//! Scripted camera and providers for running without hardware or models.
//!
//! Every frame carries its scene id in the first byte; the providers read it
//! back, so the whole chain from capture to state runs for real.

use anyhow::Result;
use pose_core::{Landmark, LandmarkId, LandmarkSet};
use sleep_monitor::Providers;
use video_ingest::{Frame, SyntheticBackend};

#[derive(Clone, Copy, Debug, PartialEq, Eq)]
enum Scene {
    Supine,
    Left,
    HeadLeft,
    Right,
    HeadRight,
    Away,
}

const SCRIPT: [Scene; 8] = [
    Scene::Supine,
    Scene::Left,
    Scene::Supine,
    Scene::HeadLeft,
    Scene::Away,
    Scene::Right,
    Scene::HeadRight,
    Scene::Supine,
];

impl Scene {
    fn from_byte(byte: u8) -> Option<Self> {
        SCRIPT.iter().copied().find(|scene| scene.byte() == byte)
    }

    fn byte(self) -> u8 {
        match self {
            Scene::Supine => 1,
            Scene::Left => 2,
            Scene::HeadLeft => 3,
            Scene::Right => 4,
            Scene::HeadRight => 5,
            Scene::Away => 6,
        }
    }

    fn landmarks(self) -> Result<Option<LandmarkSet>> {
        let (left_wrist, right_wrist, nose) = match self {
            Scene::Supine => ((0.3, 0.5), (0.7, 0.5), (0.5, 0.2)),
            Scene::Left => ((0.7, 0.5), (0.75, 0.45), (0.5, 0.2)),
            Scene::Right => ((0.3, 0.5), (0.25, 0.45), (0.5, 0.2)),
            Scene::HeadLeft => ((0.3, 0.5), (0.7, 0.5), (0.56, 0.2)),
            Scene::HeadRight => ((0.3, 0.5), (0.7, 0.5), (0.44, 0.2)),
            Scene::Away => return Ok(None),
        };
        let set = LandmarkSet::from_named([
            (LandmarkId::Nose, Landmark::at(nose.0, nose.1)),
            (LandmarkId::LeftShoulder, Landmark::at(0.4, 0.3)),
            (LandmarkId::RightShoulder, Landmark::at(0.6, 0.3)),
            (LandmarkId::LeftHip, Landmark::at(0.42, 0.7)),
            (LandmarkId::RightHip, Landmark::at(0.58, 0.7)),
            (LandmarkId::LeftWrist, Landmark::at(left_wrist.0, left_wrist.1)),
            (LandmarkId::RightWrist, Landmark::at(right_wrist.0, right_wrist.1)),
        ])?;
        Ok(Some(set))
    }

    fn emotion(self) -> Option<&'static str> {
        match self {
            Scene::Away => None,
            Scene::HeadLeft | Scene::HeadRight => Some("neutral"),
            _ => Some("calm"),
        }
    }
}

fn scene_of(frame: &Frame) -> Option<Scene> {
    frame.data.first().copied().and_then(Scene::from_byte)
}

/// Camera on device 0 cycling through [`SCRIPT`], one scene per
/// `frames_per_scene` frames.
pub fn backend(width: i32, height: i32, frames_per_scene: u64) -> SyntheticBackend {
    let len = (width.max(1) * height.max(1) * 3) as usize;
    let frames_per_scene = frames_per_scene.max(1);
    SyntheticBackend::new(vec![0], move |index| {
        let scene = SCRIPT[((index / frames_per_scene) % SCRIPT.len() as u64) as usize];
        let mut data = vec![24; len];
        data[0] = scene.byte();
        Ok(Frame::bgr(data, width.max(1), height.max(1)))
    })
}

pub fn providers() -> Providers {
    Providers {
        landmarks: Some(Box::new(|frame: &Frame| -> Result<Option<LandmarkSet>> {
            match scene_of(frame) {
                Some(scene) => scene.landmarks(),
                None => Ok(None),
            }
        })),
        emotion: Some(Box::new(|frame: &Frame| -> Result<Option<String>> {
            Ok(scene_of(frame).and_then(Scene::emotion).map(str::to_string))
        })),
    }
}

#[cfg(test)]
mod tests {
    use pose_core::{PostureLabel, classify};

    use super::*;

    #[test]
    fn test_scenes_classify_as_scripted() {
        let expected = [
            (Scene::Supine, PostureLabel::NormalSupine),
            (Scene::Left, PostureLabel::LeftLateral),
            (Scene::Right, PostureLabel::RightLateral),
            (Scene::HeadLeft, PostureLabel::HeadLeftSupine),
            (Scene::HeadRight, PostureLabel::HeadRightSupine),
            (Scene::Away, PostureLabel::Undetected),
        ];
        for (scene, label) in expected {
            let landmarks = scene.landmarks().expect("valid scene");
            assert_eq!(classify(landmarks.as_ref()), label, "{scene:?}");
            assert_eq!(Scene::from_byte(scene.byte()), Some(scene));
        }
    }

    #[test]
    fn test_backend_frames_carry_their_scene() {
        use video_ingest::{CameraBackend, CaptureDevice};

        let backend = backend(4, 4, 2);
        let mut device = backend.open(0).expect("device 0");
        let scenes: Vec<_> = (0..4)
            .map(|_| scene_of(&device.read().expect("frame")))
            .collect();
        assert_eq!(
            scenes,
            vec![Some(Scene::Supine), Some(Scene::Supine), Some(Scene::Left), Some(Scene::Left)]
        );
        assert!(backend.open(1).is_err());
    }
}
//! Majority-vote posture stabilisation.

use std::{
    collections::{HashMap, VecDeque},
    time::{Duration, Instant},
};

use crate::posture::PostureLabel;

pub const DEFAULT_VOTE_WINDOW: usize = 5;
pub const DEFAULT_MIN_HOLD: Duration = Duration::from_secs(1);

/// Suppresses single-frame label flicker.
///
/// The reported label is the majority of the last few classifications and
/// may change at most once per `min_hold`. `Undetected` votes only win when
/// nothing else is in the window.
#[derive(Debug, Clone)]
pub struct PostureStabilizer {
    votes: VecDeque<PostureLabel>,
    capacity: usize,
    min_hold: Duration,
    stable: PostureLabel,
    last_switch: Option<Instant>,
}

impl PostureStabilizer {
    pub fn new(capacity: usize, min_hold: Duration) -> Self {
        let capacity = capacity.max(1);
        Self {
            votes: VecDeque::with_capacity(capacity),
            capacity,
            min_hold,
            stable: PostureLabel::Undetected,
            last_switch: None,
        }
    }

    /// Record a raw label observed at `now` and return the stable label.
    pub fn push(&mut self, label: PostureLabel, now: Instant) -> PostureLabel {
        while self.votes.len() >= self.capacity {
            self.votes.pop_front();
        }
        self.votes.push_back(label);

        let candidate = self.majority();
        if candidate != self.stable {
            let held_long_enough = self
                .last_switch
                .is_none_or(|at| now.saturating_duration_since(at) >= self.min_hold);
            if held_long_enough {
                self.stable = candidate;
                self.last_switch = Some(now);
            }
        }
        self.stable
    }

    pub fn current(&self) -> PostureLabel {
        self.stable
    }

    pub fn reset(&mut self) {
        self.votes.clear();
        self.stable = PostureLabel::Undetected;
        self.last_switch = None;
    }

    /// Most frequent detected label; ties go to the most recent vote.
    fn majority(&self) -> PostureLabel {
        let mut counts: HashMap<PostureLabel, usize> = HashMap::new();
        for label in self.votes.iter().filter(|l| l.is_tracked()) {
            *counts.entry(*label).or_default() += 1;
        }
        let Some(best) = counts.values().copied().max() else {
            return PostureLabel::Undetected;
        };
        self.votes
            .iter()
            .rev()
            .copied()
            .find(|label| counts.get(label) == Some(&best))
            .unwrap_or(PostureLabel::Undetected)
    }
}

impl Default for PostureStabilizer {
    fn default() -> Self {
        Self::new(DEFAULT_VOTE_WINDOW, DEFAULT_MIN_HOLD)
    }
}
################
### EXERCISE:
Search the records for the string "stable" and, wherever a line contains it, please copy that line.

### TASK RESULT:
    stable: PostureLabel,
            stable: PostureLabel::Undetected,
    /// Record a raw label observed at `now` and return the stable label.
        if candidate != self.stable {
                self.stable = candidate;
        self.stable
        self.stable
        self.stable = PostureLabel::Undetected;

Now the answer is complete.